La chica de Praga contra la guerrera kazaja
Tereza Valentova tiene 19 años y juega al tenis como si ya lo hubiera visto todo. La checa de Praga, hija de una kayakista olímpica, creció en una cultura deportiva que deja poco espacio para las dudas. Campeona júnior de Roland Garros en 2024, finalista en Osaka en 2025 desde la fase previa, ha construido en dos años una progresión que solo ha sorprendido a quienes no la habían visto jugar. En tierra batida se siente cómoda, es técnica, crea muchas oportunidades y las concreta con una madurez que va más allá de su edad. Llega a Madrid con cuatro semanas sin partidos en las piernas, lo que es la única verdadera incógnita sobre ella.

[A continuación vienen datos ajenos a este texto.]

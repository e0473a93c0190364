pub mod http;
pub mod rate_limit;

use async_trait::async_trait;
use thiserror::Error;

use crate::models::chat::{ ChatMessage, ConversationSummary, SendRequest, SendResponse };

pub use self::http::HttpTransport;
pub use self::rate_limit::RateLimitPolicy;

pub const DEFAULT_API_BASE: &str = "http://localhost:8080/api/gemini/chat";

#[derive(Debug, Error)]
pub enum TransportError {
    #[error("network error: {0}")]
    Network(String),
    /// Non-2xx answer; `body` is the raw response text, where the backend
    /// reports quota exhaustion.
    #[error("{}", status_message(.status, .body))]
    Status {
        status: u16,
        body: String,
    },
    #[error("unexpected response body: {0}")]
    Decode(String),
    #[error("invalid endpoint URL: {0}")]
    InvalidUrl(#[from] url::ParseError),
}

fn status_message(status: &u16, body: &str) -> String {
    if body.trim().is_empty() { format!("HTTP {}", status) } else { body.to_string() }
}

impl TransportError {
    pub fn status(&self) -> Option<u16> {
        match self {
            TransportError::Status { status, .. } => Some(*status),
            _ => None,
        }
    }
}

impl From<reqwest::Error> for TransportError {
    fn from(err: reqwest::Error) -> Self {
        if err.is_decode() {
            TransportError::Decode(err.to_string())
        } else if let Some(status) = err.status() {
            TransportError::Status { status: status.as_u16(), body: String::new() }
        } else {
            TransportError::Network(err.to_string())
        }
    }
}

impl From<serde_json::Error> for TransportError {
    fn from(err: serde_json::Error) -> Self {
        TransportError::Decode(err.to_string())
    }
}

/// The chat backend as seen by the widget.
#[async_trait]
pub trait ChatTransport: Send + Sync {
    async fn list_conversations(
        &self,
        user_id: &str
    ) -> Result<Vec<ConversationSummary>, TransportError>;

    async fn load_messages(&self, conversation_id: i64) -> Result<Vec<ChatMessage>, TransportError>;

    async fn send(&self, request: &SendRequest) -> Result<SendResponse, TransportError>;

    async fn delete_conversation(&self, conversation_id: i64) -> Result<(), TransportError>;
}
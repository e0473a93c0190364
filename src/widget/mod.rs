mod conversations;
mod messages;

use log::{ info, warn };
use std::sync::{ Arc, Mutex, MutexGuard };
use std::time::Duration;

use crate::config::WidgetConfig;
use crate::events::{ EventBus, Subscription, WidgetEvent };
use crate::models::chat::{ greeting_pane, ChatMessage, ConversationSummary };
use crate::notice::{ NotificationState, Notifier, Severity };
use crate::storage::{ load_conversation_id, KeyValueStore };
use crate::transport::ChatTransport;

pub use self::messages::{ FailureKind, SendOutcome };

pub const NEW_CONVERSATION_NOTICE: &str = "Nueva conversación iniciada.";
pub const DELETED_NOTICE: &str = "Conversación eliminada.";
pub const DELETE_FAILED_NOTICE: &str = "No se pudo eliminar la conversación.";
pub const LIST_FAILED_NOTICE: &str = "No se pudieron cargar las conversaciones.";
pub const HISTORY_FAILED_NOTICE: &str = "No se pudo cargar el historial.";
pub const BUSY_NOTICE: &str = "Servicio saturado. Intenta en unos segundos.";
pub const SEND_FAILED_NOTICE: &str = "Error al conectar con el servidor.";

/// Everything the view needs to draw the widget.
#[derive(Clone, Debug, PartialEq)]
pub struct WidgetSnapshot {
    pub open: bool,
    pub conversations: Vec<ConversationSummary>,
    pub active_conversation: Option<i64>,
    pub messages: Vec<ChatMessage>,
    pub busy: bool,
    pub loading_history: bool,
    pub draft: String,
}

impl WidgetSnapshot {
    fn initial(active_conversation: Option<i64>) -> Self {
        Self {
            open: false,
            conversations: Vec::new(),
            active_conversation,
            messages: greeting_pane(),
            busy: false,
            loading_history: false,
            draft: String::new(),
        }
    }

    pub fn shows_greeting_only(&self) -> bool {
        self.messages.len() == 1 && self.messages[0].is_greeting()
    }
}

/// The chat widget: conversation store, message pipeline and snackbar,
/// wired to a backend transport and durable storage.
///
/// State is only touched under a short-lived lock that is never held across
/// a network call; every change is announced on the event bus.
pub struct ChatWidget {
    transport: Arc<dyn ChatTransport>,
    store: Arc<dyn KeyValueStore>,
    config: WidgetConfig,
    state: Mutex<WidgetSnapshot>,
    bus: Arc<EventBus>,
    notifier: Notifier,
}

impl ChatWidget {
    pub fn new(
        transport: Arc<dyn ChatTransport>,
        store: Arc<dyn KeyValueStore>,
        config: WidgetConfig
    ) -> Self {
        let restored = load_conversation_id(store.as_ref());
        if let Some(id) = restored {
            info!("Restored active conversation {}", id);
        }
        let bus = EventBus::new();
        let notifier = Notifier::new(bus.clone(), config.notice_duration);
        Self {
            transport,
            store,
            config,
            state: Mutex::new(WidgetSnapshot::initial(restored)),
            bus,
            notifier,
        }
    }

    pub fn snapshot(&self) -> WidgetSnapshot {
        self.lock_state().clone()
    }

    pub fn notification(&self) -> NotificationState {
        self.notifier.state()
    }

    pub fn active_conversation(&self) -> Option<i64> {
        self.lock_state().active_conversation
    }

    pub fn subscribe<F>(&self, callback: F) -> Subscription
        where F: Fn(&WidgetEvent) + Send + Sync + 'static
    {
        self.bus.subscribe(callback)
    }

    /// Opens the widget: loads the sidebar and, if a conversation id was
    /// restored from storage, its history.
    pub async fn open(&self) {
        let restored = {
            let mut state = self.lock_state();
            if state.open {
                return;
            }
            state.open = true;
            state.active_conversation.filter(|_| state.messages.len() <= 1)
        };
        self.bus.publish(WidgetEvent::OpenChanged(true));

        self.refresh_conversations().await;
        if let Some(id) = restored {
            self.load_messages(id).await;
        }
    }

    pub fn close(&self) {
        let changed = {
            let mut state = self.lock_state();
            std::mem::replace(&mut state.open, false)
        };
        if changed {
            self.bus.publish(WidgetEvent::OpenChanged(false));
        }
    }

    pub fn set_draft(&self, text: impl Into<String>) {
        self.lock_state().draft = text.into();
        self.bus.publish(WidgetEvent::DraftChanged);
    }

    pub fn dismiss_notification(&self) {
        self.notifier.hide();
    }

    fn notify(&self, text: &str, severity: Severity, millis: Option<u64>) {
        self.notifier.show(text, severity, millis.map(Duration::from_millis));
    }

    fn lock_state(&self) -> MutexGuard<'_, WidgetSnapshot> {
        match self.state.lock() {
            Ok(guard) => guard,
            Err(poisoned) => {
                warn!("Widget state lock was poisoned; recovering");
                poisoned.into_inner()
            }
        }
    }

    fn publish_all(&self, events: Vec<WidgetEvent>) {
        for event in events {
            self.bus.publish(event);
        }
    }
}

Yulia Putintseva es una de las jugadoras más incómodas de enfrentar en el circuito. La kazaja de 31 años corre por todas partes, cambia los ritmos, provoca errores y nunca suelta un partido hasta el último punto. Alcanzó el top 20 el año pasado y conserva un QF en Madrid 2024 en la mochila sobre esta superficie que dice preferir a todas las demás. Pero las estadísticas de tierra batida de esta temporada retratan a una jugadora que sufre en su terreno predilecto, y una caída en el ranking de más de 70 puestos desde su cumbre indica que algo ya no funciona tan bien como antes.